• _Task objective_
The first line of the entries through the line bearing "leaking the name.": copy these lines exactly and return nothing else.

• _Source material_
//! Kubernetes helpers shared by the Reclaim controllers

use std::path::Path;
use std::time::Duration;

use kube::config::{KubeConfigOptions, Kubeconfig};
use kube::{Client, Config};

use crate::Error;

/// Default connection timeout for kube clients
pub const DEFAULT_CONNECT_TIMEOUT: Duration = Duration::from_secs(5);

/// Default read timeout; must outlast watch long-polls
pub const DEFAULT_READ_TIMEOUT: Duration = Duration::from_secs(30);

/// Scheme prefix of AWS node provider IDs
const AWS_PROVIDER_ID_PREFIX: &str = "aws://";

/// Create a kube client from an optional kubeconfig path.
///
/// Without a path the in-cluster config is inferred (service account, then
/// `KUBECONFIG`, then `~/.kube/config`).
pub async fn create_client(kubeconfig: Option<&Path>) -> Result<Client, Error> {
    let mut config = match kubeconfig {
        Some(path) => {
            let kubeconfig = Kubeconfig::read_from(path).map_err(|e| {
                Error::internal_with_context(
                    "create_client",
                    format!("failed to read kubeconfig {}: {}", path.display(), e),
                )
            })?;
            Config::from_custom_kubeconfig(kubeconfig, &KubeConfigOptions::default())
                .await
                .map_err(|e| {
                    Error::internal_with_context(
                        "create_client",
                        format!("failed to load kubeconfig: {}", e),
                    )
                })?
        }
        None => Config::infer().await.map_err(|e| {
            Error::internal_with_context(
                "create_client",
                format!("failed to infer kube config: {}", e),
            )
        })?,
    };
    config.connect_timeout = Some(DEFAULT_CONNECT_TIMEOUT);
    config.read_timeout = Some(DEFAULT_READ_TIMEOUT);

    Client::try_from(config).map_err(|e| {
        Error::internal_with_context("create_client", format!("failed to create client: {}", e))
    })
}

/// Compute a short deterministic hash of a string.
///
/// Returns the first 16 hex characters of the SHA-256 digest. Used to make
/// provider resource names unique per cluster without leaking the name.
pub fn deterministic_hash(input: &str) -> String {
    use aws_lc_rs::digest;
    let hash = digest::digest(&digest::SHA256, input.as_bytes());
    hash.as_ref()[..8]
        .iter()
        .fold(String::with_capacity(16), |mut s, b| {
            use std::fmt::Write;
            let _ = write!(s, "{:02x}", b);
            s
        })
}

/// Extract the instance ID from a node provider ID.
///
/// Accepts `aws:///<zone>/<instance-id>` and the zone-less
/// `aws:///<instance-id>` form. Returns `None` for other providers or
/// malformed values.
pub fn parse_instance_id(provider_id: &str) -> Option<&str> {
    let rest = provider_id.strip_prefix(AWS_PROVIDER_ID_PREFIX)?;
    let id = rest.rsplit('/').next()?;
    if id.starts_with("i-") && id.len() > 2 {
        Some(id)
    } else {
        None
    }
}
//! Rebalance recommendations

use serde::Deserialize;

use super::{Envelope, Kind, Notification, ParseError};

#[derive(Deserialize)]
struct Detail {
    #[serde(rename = "instance-id")]
    instance_id: String,
}

pub(super) fn parse(envelope: &Envelope) -> Result<Notification, ParseError> {
    let detail: Detail = envelope.detail()?;
    Ok(envelope.notification(Kind::Rebalance, vec![detail.instance_id]))
}
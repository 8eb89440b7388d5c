//! Custom Resource Definitions for Reclaim

mod node_template;

pub use node_template::{NodeTemplate, NodeTemplatePhase, NodeTemplateSpec, NodeTemplateStatus};
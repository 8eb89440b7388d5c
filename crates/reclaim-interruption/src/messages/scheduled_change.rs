//! Health events for scheduled maintenance

use serde::Deserialize;
use tracing::debug;

use super::{Envelope, Kind, Notification, ParseError};

const SERVICE_EC2: &str = "EC2";
const CATEGORY_SCHEDULED_CHANGE: &str = "scheduledChange";

#[derive(Deserialize)]
#[serde(rename_all = "camelCase")]
struct Detail {
    #[serde(default)]
    service: String,
    #[serde(default)]
    event_type_category: String,
    #[serde(default)]
    affected_entities: Vec<AffectedEntity>,
}

#[derive(Deserialize)]
#[serde(rename_all = "camelCase")]
struct AffectedEntity {
    entity_value: String,
}

pub(super) fn parse(envelope: &Envelope) -> Result<Notification, ParseError> {
    let detail: Detail = envelope.detail()?;

    // Health events also cover account-level issues and other services;
    // only instance maintenance is actionable here.
    if detail.service != SERVICE_EC2 || detail.event_type_category != CATEGORY_SCHEDULED_CHANGE {
        debug!(
            service = %detail.service,
            category = %detail.event_type_category,
            "Ignoring health event outside EC2 scheduled changes"
        );
        return Ok(envelope.notification(Kind::Unknown, Vec::new()));
    }

    let instance_ids = detail
        .affected_entities
        .into_iter()
        .map(|e| e.entity_value)
        .filter(|id| !id.is_empty())
        .collect();
    Ok(envelope.notification(Kind::ScheduledChange, instance_ids))
}
//! Provisioning and teardown of the interruption queue and routing rules
//!
//! Every step is a create-or-update, so an attempt interrupted halfway is
//! finished by the next one. Nothing is remembered between calls: the queue
//! is looked up by name and rules are discovered by listing and tag, which
//! keeps a restarted controller and a concurrent reconcile equally correct.

use std::collections::BTreeMap;
use std::sync::Arc;
use std::time::Duration;

use futures::future::join_all;
use kube::ResourceExt;
use tracing::{debug, info, instrument, warn};

use reclaim_aws::{EventRouterProvider, QueueProvider, RuleSummary};
use reclaim_common::crd::NodeTemplate;
use reclaim_common::{Error, ProviderError, Settings, DISCOVERY_TAG_KEY};

use crate::catalog::{queue_attributes, rule_catalog, CatalogRule, RULE_NAME_PREFIX, TARGET_ID};
use crate::owners::OwnerStore;

/// Wait before retrying after the provider refused to recreate a recently
/// deleted queue; matches the provider's minimum recreation interval
pub const RECENTLY_DELETED_REQUEUE: Duration = Duration::from_secs(60);

/// Result of [`InfrastructureManager::ensure`]
#[derive(Clone, Debug, PartialEq, Eq)]
pub enum EnsureOutcome {
    /// Queue and all rules exist and point at each other
    Ready {
        /// Queue URL
        queue_url: String,
        /// Queue ARN used as rule target
        queue_arn: String,
    },
    /// Queue cannot be created yet; try again after the delay
    RequeueAfter(Duration),
}

/// Result of [`InfrastructureManager::maybe_teardown`]
#[derive(Clone, Debug, PartialEq, Eq)]
pub enum TeardownOutcome {
    /// Other live NodeTemplates still need the infrastructure
    Retained {
        /// Live templates besides the one being deleted
        remaining: usize,
    },
    /// Rules and queue are gone
    Deleted {
        /// Rules found and deleted
        rules_deleted: usize,
    },
    /// Queue deletion must be retried after the delay
    RequeueAfter(Duration),
}

/// Owns the lifecycle of the shared queue and its rule set
pub struct InfrastructureManager {
    queues: Arc<dyn QueueProvider>,
    router: Arc<dyn EventRouterProvider>,
    cluster_name: String,
    queue_name: String,
    tags: BTreeMap<String, String>,
    catalog: Vec<CatalogRule>,
}

impl InfrastructureManager {
    /// Create a manager for the cluster named in `settings`
    pub fn new(
        settings: &Settings,
        queues: Arc<dyn QueueProvider>,
        router: Arc<dyn EventRouterProvider>,
    ) -> Self {
        Self {
            queues,
            router,
            cluster_name: settings.cluster_name.clone(),
            queue_name: settings.queue_name.clone(),
            tags: settings.discovery_tags(),
            catalog: rule_catalog(&settings.cluster_name),
        }
    }

    /// Name of the managed queue
    pub fn queue_name(&self) -> &str {
        &self.queue_name
    }

    /// Rules this manager provisions
    pub fn catalog(&self) -> &[CatalogRule] {
        &self.catalog
    }

    /// Create or repair the queue and every catalog rule
    #[instrument(skip(self), fields(queue = %self.queue_name))]
    pub async fn ensure(&self) -> Result<EnsureOutcome, Error> {
        let queue_url = match self.ensure_queue().await {
            Ok(url) => url,
            Err(e) if e.is_recently_deleted() => {
                info!(
                    queue = %self.queue_name,
                    requeue_secs = RECENTLY_DELETED_REQUEUE.as_secs(),
                    "Queue was deleted recently, waiting before recreating"
                );
                return Ok(EnsureOutcome::RequeueAfter(RECENTLY_DELETED_REQUEUE));
            }
            Err(e) => return Err(e.into()),
        };

        let queue_arn = self.queues.queue_arn(&queue_url).await?;
        self.queues
            .set_queue_attributes(&queue_url, &queue_attributes(&queue_arn))
            .await?;

        let results = join_all(
            self.catalog
                .iter()
                .map(|rule| self.ensure_rule(rule, &queue_arn)),
        )
        .await;
        if let Some(err) = results.into_iter().find_map(Result::err) {
            return Err(err.into());
        }

        debug!(queue = %self.queue_name, rules = self.catalog.len(), "Infrastructure in place");
        Ok(EnsureOutcome::Ready {
            queue_url,
            queue_arn,
        })
    }

    async fn ensure_queue(&self) -> Result<String, ProviderError> {
        let url = match self.queues.queue_url(&self.queue_name).await {
            Ok(url) => url,
            Err(e) if e.is_not_found() => {
                info!(queue = %self.queue_name, "Creating interruption queue");
                match self
                    .queues
                    .create_queue(&self.queue_name, &BTreeMap::new(), &self.tags)
                    .await
                {
                    Ok(url) => return Ok(url),
                    Err(e) if e.is_already_exists() => {
                        debug!(queue = %self.queue_name, "Queue created concurrently");
                        self.queues.queue_url(&self.queue_name).await?
                    }
                    Err(e) => return Err(e),
                }
            }
            Err(e) => return Err(e),
        };

        // A queue we did not create may be missing the discovery tag
        self.queues.tag_queue(&url, &self.tags).await?;
        Ok(url)
    }

    async fn ensure_rule(&self, rule: &CatalogRule, queue_arn: &str) -> Result<(), ProviderError> {
        let rule_arn = self
            .router
            .put_rule(&rule.name, &rule.event_pattern, &rule.description())
            .await?;
        self.router.tag_resource(&rule_arn, &self.tags).await?;
        self.router
            .put_targets(&rule.name, TARGET_ID, queue_arn)
            .await?;
        debug!(rule = %rule.name, "Rule in place");
        Ok(())
    }

    /// Tear everything down if `deleting` is the last live NodeTemplate.
    ///
    /// The owner count comes from a fresh listing, never from local state.
    #[instrument(skip(self, owners, deleting), fields(template = %deleting.name_any()))]
    pub async fn maybe_teardown(
        &self,
        owners: &dyn OwnerStore,
        deleting: &NodeTemplate,
    ) -> Result<TeardownOutcome, Error> {
        let remaining = owners
            .list_templates()
            .await?
            .iter()
            .filter(|t| !is_same_template(t, deleting) && !t.is_deleting())
            .count();

        if remaining > 0 {
            info!(remaining, "Other NodeTemplates remain, keeping infrastructure");
            return Ok(TeardownOutcome::Retained { remaining });
        }

        info!("Last NodeTemplate deleted, tearing down infrastructure");
        self.teardown().await
    }

    /// Delete every discovered rule and the queue, unconditionally
    pub async fn teardown(&self) -> Result<TeardownOutcome, Error> {
        let rules = self.discover_rules().await?;
        let rules_deleted = rules.len();

        let results = join_all(rules.iter().map(|rule| self.delete_rule(rule))).await;
        if let Some(err) = results.into_iter().find_map(Result::err) {
            return Err(err.into());
        }

        match self.delete_queue().await {
            Ok(()) => {}
            Err(e) if e.is_recently_deleted() => {
                return Ok(TeardownOutcome::RequeueAfter(RECENTLY_DELETED_REQUEUE));
            }
            Err(e) => return Err(e.into()),
        }

        info!(rules_deleted, queue = %self.queue_name, "Infrastructure deleted");
        Ok(TeardownOutcome::Deleted { rules_deleted })
    }

    /// Rules in this cluster's catalog that carry this cluster's discovery tag
    pub async fn discover_rules(&self) -> Result<Vec<RuleSummary>, ProviderError> {
        let candidates: Vec<RuleSummary> = self
            .router
            .list_rules(RULE_NAME_PREFIX)
            .await?
            .into_iter()
            .filter(|r| self.catalog.iter().any(|c| c.name == r.name))
            .collect();

        let mut owned = Vec::with_capacity(candidates.len());
        for rule in candidates {
            let tags = match self.router.list_tags_for_resource(&rule.arn).await {
                Ok(tags) => tags,
                Err(e) if e.is_not_found() => continue,
                Err(e) => return Err(e),
            };
            if tags.get(DISCOVERY_TAG_KEY) == Some(&self.cluster_name) {
                owned.push(rule);
            } else {
                warn!(rule = %rule.name, "Rule name matches but discovery tag does not, skipping");
            }
        }
        Ok(owned)
    }

    async fn delete_rule(&self, rule: &RuleSummary) -> Result<(), ProviderError> {
        ignore_not_found(
            self.router
                .remove_targets(&rule.name, &[TARGET_ID.to_string()])
                .await,
        )?;
        ignore_not_found(self.router.delete_rule(&rule.name).await)?;
        debug!(rule = %rule.name, "Rule deleted");
        Ok(())
    }

    async fn delete_queue(&self) -> Result<(), ProviderError> {
        let url = match self.queues.queue_url(&self.queue_name).await {
            Ok(url) => url,
            Err(e) if e.is_not_found() => {
                debug!(queue = %self.queue_name, "Queue already deleted");
                return Ok(());
            }
            Err(e) => return Err(e),
        };
        ignore_not_found(self.queues.delete_queue(&url).await)
    }
}

fn ignore_not_found(result: Result<(), ProviderError>) -> Result<(), ProviderError> {
    match result {
        Err(e) if e.is_not_found() => Ok(()),
        other => other,
    }
}

fn is_same_template(a: &NodeTemplate, b: &NodeTemplate) -> bool {
    match (&a.metadata.uid, &b.metadata.uid) {
        (Some(x), Some(y)) => x == y,
        _ => a.namespace() == b.namespace() && a.name_any() == b.name_any(),
    }
}
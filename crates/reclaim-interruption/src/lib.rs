//! Interruption handling for Reclaim nodes
//!
//! Consumes provider notifications from the interruption queue and turns
//! them into node actions: spot interruptions and terminal state changes
//! drain the node, maintenance and rebalance notices become events.

#![deny(missing_docs)]

pub mod actions;
pub mod controller;
pub mod messages;
pub mod nodes;

pub use actions::{decide, event_for, NodeAction};
pub use controller::{BatchSummary, InterruptionController, MessageOutcome};
pub use messages::{parse, Kind, Notification, ParseError};
pub use nodes::{KubeNodeStore, NodeStore};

• _Result_
//! Kubernetes helpers shared by the Reclaim controllers

use std::path::Path;
use std::time::Duration;

use kube::config::{KubeConfigOptions, Kubeconfig};
use kube::{Client, Config};

use crate::Error;

/// Default connection timeout for kube clients
pub const DEFAULT_CONNECT_TIMEOUT: Duration = Duration::from_secs(5);

/// Default read timeout; must outlast watch long-polls
pub const DEFAULT_READ_TIMEOUT: Duration = Duration::from_secs(30);

/// Scheme prefix of AWS node provider IDs
const AWS_PROVIDER_ID_PREFIX: &str = "aws://";

/// Create a kube client from an optional kubeconfig path.
///
/// Without a path the in-cluster config is inferred (service account, then
/// `KUBECONFIG`, then `~/.kube/config`).
pub async fn create_client(kubeconfig: Option<&Path>) -> Result<Client, Error> {
    let mut config = match kubeconfig {
        Some(path) => {
            let kubeconfig = Kubeconfig::read_from(path).map_err(|e| {
                Error::internal_with_context(
                    "create_client",
                    format!("failed to read kubeconfig {}: {}", path.display(), e),
                )
            })?;
            Config::from_custom_kubeconfig(kubeconfig, &KubeConfigOptions::default())
                .await
                .map_err(|e| {
                    Error::internal_with_context(
                        "create_client",
                        format!("failed to load kubeconfig: {}", e),
                    )
                })?
        }
        None => Config::infer().await.map_err(|e| {
            Error::internal_with_context(
                "create_client",
                format!("failed to infer kube config: {}", e),
            )
        })?,
    };
    config.connect_timeout = Some(DEFAULT_CONNECT_TIMEOUT);
    config.read_timeout = Some(DEFAULT_READ_TIMEOUT);

    Client::try_from(config).map_err(|e| {
        Error::internal_with_context("create_client", format!("failed to create client: {}", e))
    })
}

/// Compute a short deterministic hash of a string.
///
/// Returns the first 16 hex characters of the SHA-256 digest. Used to make
/// provider resource names unique per cluster without leaking the name.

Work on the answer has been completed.